My view of any debate about withdrawal is to put Iraqis at the center of our thinking in a way that we who have opposed the war sometimes have not done, and certainly in a way that the administration has rarely done, and what that means in practice is a massive refugee assistance package to countries like Syria, that have taken a million refugees, Jordan, Lebanon, that all have very delicate demographic balancing acts to perform. Most of their borders are completely closed now and Iraqis are trapped. It would entail more attention to war crimes and crimes against humanity in an effort to pull together a list of people who are the most responsible, the leaders of the militia who are doing great harm throughout Iraq, and at least making it more difficult for them to travel and buy weapons and do arms deals. And it would entail giving fair notice to Iraqi civilians about when and how we’re leaving and putting them at the center again of our planning, such that if they want to move from mixed sectarian neighborhoods to homogeneous ones, as tragic as that is, maybe there would be a way that we can facilitate that movement.

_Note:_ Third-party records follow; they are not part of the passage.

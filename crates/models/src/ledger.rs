//! Invoice priority ledger.
//!
//! Ordering policy:
//! - **min-first**: a lower numeric priority is dequeued earlier;
//! - entries without a priority form the lowest-precedence tier and are
//!   dequeued after every prioritised entry;
//! - ties are broken by insertion order (per-ledger sequence number).
//!
//! Storage is an ordered map keyed by `(rank, sequence)`, which gives O(log n)
//! insert and dequeue and a cheap head lookup (price-time priority, the way an
//! order book keeps FIFO order inside each price level).

use std::cmp::Ordering;
use std::collections::BTreeMap;

use serde::{Serialize, Serializer};
use serde_json::Value;
use tracing::{debug, warn};

use crate::order::Order;

/// Finite priority with a total order.
#[derive(Debug, Clone, Copy)]
struct Priority(f64);

impl Priority {
    fn new(value: f64) -> Option<Self> {
        if !value.is_finite() {
            return None;
        }
        // Collapse -0.0 into 0.0 so both land in the same tier.
        Some(Self(if value == 0.0 { 0.0 } else { value }))
    }
}

impl PartialEq for Priority {
    fn eq(&self, other: &Self) -> bool {
        self.cmp(other) == Ordering::Equal
    }
}

impl Eq for Priority {}

impl PartialOrd for Priority {
    fn partial_cmp(&self, other: &Self) -> Option<Ordering> {
        Some(self.cmp(other))
    }
}

impl Ord for Priority {
    fn cmp(&self, other: &Self) -> Ordering {
        self.0.total_cmp(&other.0)
    }
}

/// Variant order matters: every `Ranked` sorts before `Unranked`.
#[derive(Debug, Clone, Copy, PartialEq, Eq, PartialOrd, Ord)]
enum Rank {
    Ranked(Priority),
    Unranked,
}

#[derive(Debug, Clone, Copy, PartialEq, Eq, PartialOrd, Ord)]
struct EntryKey {
    rank: Rank,
    seq: u64,
}

/// A line item together with the priority it was enqueued with.
///
/// Serialises to the persisted shape `{ "lineItem": {...}, "priority": n }`.
#[derive(Debug, Clone, PartialEq, Serialize)]
#[serde(rename_all = "camelCase")]
pub struct InvoiceEntry {
    pub line_item: Order,
    #[serde(skip_serializing_if = "Option::is_none")]
    pub priority: Option<f64>,
}

/// Input accepted by [`InvoiceLedger::enqueue`]: a constructed order, or a raw
/// payload that still has to pass the order-shape check.
#[derive(Debug, Clone)]
pub enum InvoiceInput<'a> {
    Order(Order),
    Json(&'a Value),
}

impl From<Order> for InvoiceInput<'_> {
    fn from(value: Order) -> Self {
        Self::Order(value)
    }
}

impl<'a> From<&'a Value> for InvoiceInput<'a> {
    fn from(value: &'a Value) -> Self {
        Self::Json(value)
    }
}

/// Priority-ordered invoice history owned by a single user.
#[derive(Debug, Clone, Default)]
pub struct InvoiceLedger {
    entries: BTreeMap<EntryKey, InvoiceEntry>,
    next_seq: u64,
}

impl InvoiceLedger {
    pub fn new() -> Self {
        Self::default()
    }

    /// Rebuild a ledger from its persisted shape.
    ///
    /// A non-array input yields an empty ledger; bad elements are skipped.
    pub fn from_json(value: &Value) -> Self {
        let mut ledger = Self::new();
        ledger.extend_from_json(value);
        ledger
    }

    /// Replay persisted entries through [`enqueue`](Self::enqueue).
    ///
    /// Returns the number of entries accepted.
    pub fn extend_from_json(&mut self, value: &Value) -> usize {
        let Some(items) = value.as_array() else {
            warn!(found = kfs_core::error::json_kind(value), "invoice list is not an array; ignoring");
            return 0;
        };

        let mut accepted = 0;
        for (index, item) in items.iter().enumerate() {
            let Some(obj) = item.as_object() else {
                warn!(index, "skipping non-object invoice entry");
                continue;
            };

            let line_item = obj.get("lineItem").unwrap_or(&Value::Null);
            let priority = match obj.get("priority") {
                None | Some(Value::Null) => None,
                Some(p) => {
                    let n = p.as_f64();
                    if n.is_none() {
                        warn!(index, "invoice priority is not a number; using default tier");
                    }
                    n
                }
            };

            if self.enqueue(line_item, priority) {
                accepted += 1;
            }
        }

        debug!(accepted, total = items.len(), "hydrated invoice ledger");
        accepted
    }

    /// Insert an entry.
    ///
    /// Orders and raw payloads that fail the order-shape check are dropped and logged;
    /// the ledger is left unchanged. Returns whether the entry was inserted.
    pub fn enqueue<'a>(&mut self, entry: impl Into<InvoiceInput<'a>>, priority: Option<f64>) -> bool {
        let line_item = match entry.into() {
            InvoiceInput::Order(order) => match order.validate() {
                Ok(()) => order,
                Err(err) => {
                    warn!(error = %err, "dropping invalid invoice line item");
                    return false;
                }
            },
            InvoiceInput::Json(value) => match Order::try_from(value) {
                Ok(order) => order,
                Err(err) => {
                    warn!(error = %err, "dropping malformed invoice line item");
                    return false;
                }
            },
        };

        let rank = match priority {
            None => Rank::Unranked,
            Some(p) => match Priority::new(p) {
                Some(p) => Rank::Ranked(p),
                None => {
                    warn!(order_id = %line_item.id, priority = p, "non-finite priority; using default tier");
                    Rank::Unranked
                }
            },
        };
        let priority = match rank {
            Rank::Ranked(p) => Some(p.0),
            Rank::Unranked => None,
        };

        let key = EntryKey {
            rank,
            seq: self.next_seq,
        };
        self.next_seq += 1;
        self.entries.insert(key, InvoiceEntry { line_item, priority });
        true
    }

    /// Remove and return the highest-precedence entry.
    pub fn dequeue(&mut self) -> Option<InvoiceEntry> {
        self.entries.pop_first().map(|(_, entry)| entry)
    }

    /// Borrow the highest-precedence entry without removing it.
    pub fn peek(&self) -> Option<&InvoiceEntry> {
        self.entries.first_key_value().map(|(_, entry)| entry)
    }

    /// Drop every entry. Sequence numbers keep counting.
    pub fn clear(&mut self) {
        self.entries.clear();
    }

    pub fn len(&self) -> usize {
        self.entries.len()
    }

    pub fn is_empty(&self) -> bool {
        self.entries.is_empty()
    }

    /// Entries in dequeue order.
    pub fn iter(&self) -> impl Iterator<Item = &InvoiceEntry> + '_ {
        self.entries.values()
    }
}

/// Two ledgers are equal when they would dequeue the same entries in the same order.
impl PartialEq for InvoiceLedger {
    fn eq(&self, other: &Self) -> bool {
        self.len() == other.len() && self.iter().eq(other.iter())
    }
}

impl Serialize for InvoiceLedger {
    fn serialize<S: Serializer>(&self, serializer: S) -> Result<S::Ok, S::Error> {
        serializer.collect_seq(self.iter())
    }
}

Are you a supporter of immediately beginning to withdraw troops?

Yeah. Yeah, I am.

In a July 2007 piece for The New York Times, you explain that conducting proper counterinsurgency by the book, by Petraeus’s counterinsurgency field manual, would take greater military risk, forces and even civilian leadership and support.

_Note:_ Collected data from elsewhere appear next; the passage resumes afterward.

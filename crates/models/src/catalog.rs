//! Catalog models: items, orderable products and user reviews.

use chrono::{DateTime, Utc};
use serde::Serialize;
use serde_json::Value;
use tracing::warn;

use kfs_core::json::{self, Object};
use kfs_core::{DomainError, DomainResult, Entity};

/// Fields shared by everything listed in the catalog.
#[derive(Debug, Clone, PartialEq, Eq, Serialize)]
#[serde(rename_all = "camelCase")]
pub struct CatalogItem {
    pub id: String,
    #[serde(skip_serializing_if = "Option::is_none")]
    pub name: Option<String>,
    #[serde(skip_serializing_if = "Option::is_none")]
    pub description: Option<String>,
    /// Price in smallest currency unit (e.g., cents).
    #[serde(skip_serializing_if = "Option::is_none")]
    pub price: Option<u64>,
    #[serde(skip_serializing_if = "Vec::is_empty")]
    pub images: Vec<String>,
}

impl CatalogItem {
    pub fn new(id: impl Into<String>) -> Self {
        Self {
            id: id.into(),
            name: None,
            description: None,
            price: None,
            images: Vec::new(),
        }
    }

    fn from_object(obj: &Object) -> DomainResult<Self> {
        let images = match json::nested(obj, "images") {
            None => Vec::new(),
            Some(Value::Array(list)) => list
                .iter()
                .filter_map(|v| v.as_str().map(str::to_string))
                .collect(),
            Some(_) => return Err(DomainError::invalid("images", "expected array")),
        };

        Ok(Self {
            id: json::required_string(obj, "id")?,
            name: json::optional_string(obj, "name")?,
            description: json::optional_string(obj, "description")?,
            price: json::optional_u64(obj, "price")?,
            images,
        })
    }
}

impl TryFrom<&Value> for CatalogItem {
    type Error = DomainError;

    fn try_from(value: &Value) -> Result<Self, Self::Error> {
        Self::from_object(json::as_object(value)?)
    }
}

/// A user's rating and written review of a product.
#[derive(Debug, Clone, PartialEq, Serialize)]
#[serde(rename_all = "camelCase")]
pub struct UserReview {
    #[serde(skip_serializing_if = "Option::is_none")]
    pub id: Option<String>,
    #[serde(skip_serializing_if = "Option::is_none")]
    pub user_id: Option<String>,
    /// Star rating, 0 through 5.
    #[serde(skip_serializing_if = "Option::is_none")]
    pub rating: Option<f64>,
    #[serde(skip_serializing_if = "Option::is_none")]
    pub title: Option<String>,
    #[serde(skip_serializing_if = "Option::is_none")]
    pub body: Option<String>,
    #[serde(skip_serializing_if = "Option::is_none")]
    pub created_at: Option<DateTime<Utc>>,
}

impl UserReview {
    fn from_object(obj: &Object) -> DomainResult<Self> {
        let rating = json::optional_f64(obj, "rating")?;
        if let Some(r) = rating {
            if !(0.0..=5.0).contains(&r) {
                return Err(DomainError::invalid("rating", "must be between 0 and 5"));
            }
        }

        let created_at = match json::optional_string(obj, "createdAt")? {
            None => None,
            Some(s) => Some(
                kfs_core::time::to_utc(s.as_str())
                    .ok_or_else(|| DomainError::invalid("createdAt", "expected timestamp"))?,
            ),
        };

        Ok(Self {
            id: json::optional_string(obj, "id")?,
            user_id: json::optional_string(obj, "userId")?,
            rating,
            title: json::optional_string(obj, "title")?,
            body: json::optional_string(obj, "body")?,
            created_at,
        })
    }
}

impl TryFrom<&Value> for UserReview {
    type Error = DomainError;

    fn try_from(value: &Value) -> Result<Self, Self::Error> {
        Self::from_object(json::as_object(value)?)
    }
}

/// An orderable catalog product.
///
/// Ratings and reviews are only carried when the product enables them; a
/// payload that ships review data for a product with reviews disabled has that
/// data discarded.
#[derive(Debug, Clone, PartialEq, Serialize)]
#[serde(rename_all = "camelCase")]
pub struct CatalogProduct {
    #[serde(flatten)]
    pub item: CatalogItem,
    pub sku: String,
    #[serde(skip_serializing_if = "Option::is_none")]
    pub quantity: Option<u64>,
    #[serde(skip_serializing_if = "Option::is_none")]
    pub stock: Option<u64>,
    /// Key features.
    #[serde(skip_serializing_if = "Option::is_none")]
    pub features: Option<String>,
    /// Technical specifications, passed through untouched.
    #[serde(skip_serializing_if = "Option::is_none")]
    pub specifications: Option<Value>,
    pub enable_ratings: bool,
    /// Aggregated user rating.
    #[serde(skip_serializing_if = "Option::is_none")]
    pub rating: Option<f64>,
    pub enable_reviews: bool,
    pub reviews: Vec<UserReview>,
    /// The signed-in user's own review.
    #[serde(skip_serializing_if = "Option::is_none")]
    pub user_review: Option<UserReview>,
    /// External link to support and documentation.
    #[serde(rename = "documentsURL", skip_serializing_if = "Option::is_none")]
    pub documents_url: Option<String>,
}

impl Entity for CatalogProduct {
    type Id = String;

    fn id(&self) -> &Self::Id {
        &self.item.id
    }
}

impl CatalogProduct {
    pub fn new(id: impl Into<String>, sku: impl Into<String>) -> Self {
        Self {
            item: CatalogItem::new(id),
            sku: sku.into(),
            quantity: None,
            stock: None,
            features: None,
            specifications: None,
            enable_ratings: false,
            rating: None,
            enable_reviews: false,
            reviews: Vec::new(),
            user_review: None,
            documents_url: None,
        }
    }

    pub fn from_json(value: &Value) -> Option<Self> {
        Self::try_from(value).ok()
    }

    pub fn in_stock(&self) -> bool {
        self.stock.is_some_and(|s| s > 0)
    }

    fn from_object(obj: &Object) -> DomainResult<Self> {
        let item = CatalogItem::from_object(obj)?;
        let mut product = Self::new(item.id.clone(), json::required_string(obj, "sku")?);
        product.item = item;

        // Zero counts are treated as "not reported".
        product.quantity = json::optional_u64(obj, "quantity")?.filter(|q| *q > 0);
        product.stock = json::optional_u64(obj, "stock")?.filter(|s| *s > 0);
        product.features = json::non_empty_string(obj, "features")?;
        product.specifications = json::nested(obj, "specifications").cloned();
        product.documents_url = json::non_empty_string(obj, "documentsURL")?;

        if json::optional_bool(obj, "enableRatings")? == Some(true) {
            product.enable_ratings = true;
            product.rating = json::optional_f64(obj, "rating")?;
        }

        if json::optional_bool(obj, "enableReviews")? == Some(true) {
            product.enable_reviews = true;
            let sku = product.sku.clone();

            product.user_review = json::nested(obj, "userReview").and_then(|v| {
                UserReview::try_from(v)
                    .map_err(|err| warn!(sku = %sku, error = %err, "ignoring malformed user review"))
                    .ok()
            });

            if let Some(Value::Array(list)) = json::nested(obj, "reviews") {
                product.reviews = list
                    .iter()
                    .filter(|v| !v.is_null())
                    .filter_map(|v| {
                        UserReview::try_from(v)
                            .map_err(|err| warn!(sku = %sku, error = %err, "skipping malformed review"))
                            .ok()
                    })
                    .collect();
            }
        }

        Ok(product)
    }
}

impl TryFrom<&Value> for CatalogProduct {
    type Error = DomainError;

    fn try_from(value: &Value) -> Result<Self, Self::Error> {
        Self::from_object(json::as_object(value)?)
    }
}

pub fn is_product(value: &Value) -> bool {
    value
        .as_object()
        .is_some_and(|obj| {
            json::required_string(obj, "id").is_ok() && json::required_string(obj, "sku").is_ok()
        })
}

There’s not meant to be anything in the piece that suggests staying in Iraq indefinitely in pursuit of the counterinsurgency plan. Part of the recovery of American national security, and frankly the recovery of the U.S. military, which is at its severe bending point if not its breaking point now, is getting out of Iraq and restoring our leadership as best we can, replenishing our armed services, and, as you suggested, bringing civilian expertise into the enterprise of stabilizing failing states, under-governed states, and so forth. So I think you can agree with Petraeus that the civilian capacity of the U.S. government has to be built way up, but not agree with the president’s belief that the Iraq war can be won in the current course. Part of making it clear that we’re leaving is also trying to send a signal to try to expedite political progress in Iraq, but I don’t think you take the counterinsurgency manual and say, “OK, everywhere we’re doing counterinsurgency, let’s continue to do it, and do it this way.”

How would an Obama administration’s foreign policies differ from those of a Clinton administration?

In Washington, there are certain things that are “not done.” One of the things that is “not done” is for a person like Barack Obama in 2002, who has a bright future ahead of him, to stand up and oppose a war that was nationally very popular. I think that’s predictive, not just that he had the judgment to get Iraq right, but that he did it in a way that shows he doesn’t focus-group his way through. Last year as well, he was willing to come out and say that we’re giving Musharraf a billion dollars of unconditional aid, and it’s time to ask what that aid is being spent on. He spoke out on Cuba long before Castro’s resignation – he said that we’ve got to open this, we’ve got to allow family remittances, family travel. He’s said, “I’m willing to sit down with any dictator, and I don’t believe I have to check my principles at the door when I do.” He has taken on an awful lot of the shibboleths of Washington, many of which were devised in earlier times, in very different times, and I think what you have in Obama is someone prepared to live and make judgments in a 21st century world, to adjust to the erosion of U.S. influence in the hopes of restoring it, to understand the rise of China, and to understand the degree to which we need global cooperation for dealing with these global threats. A lot of people say these things, but the advantage of being unbeholden either to general lobbyists or to Washington thinking and to Washington habits is that you can think freshly about the world that you inherit as president. That’s really rare.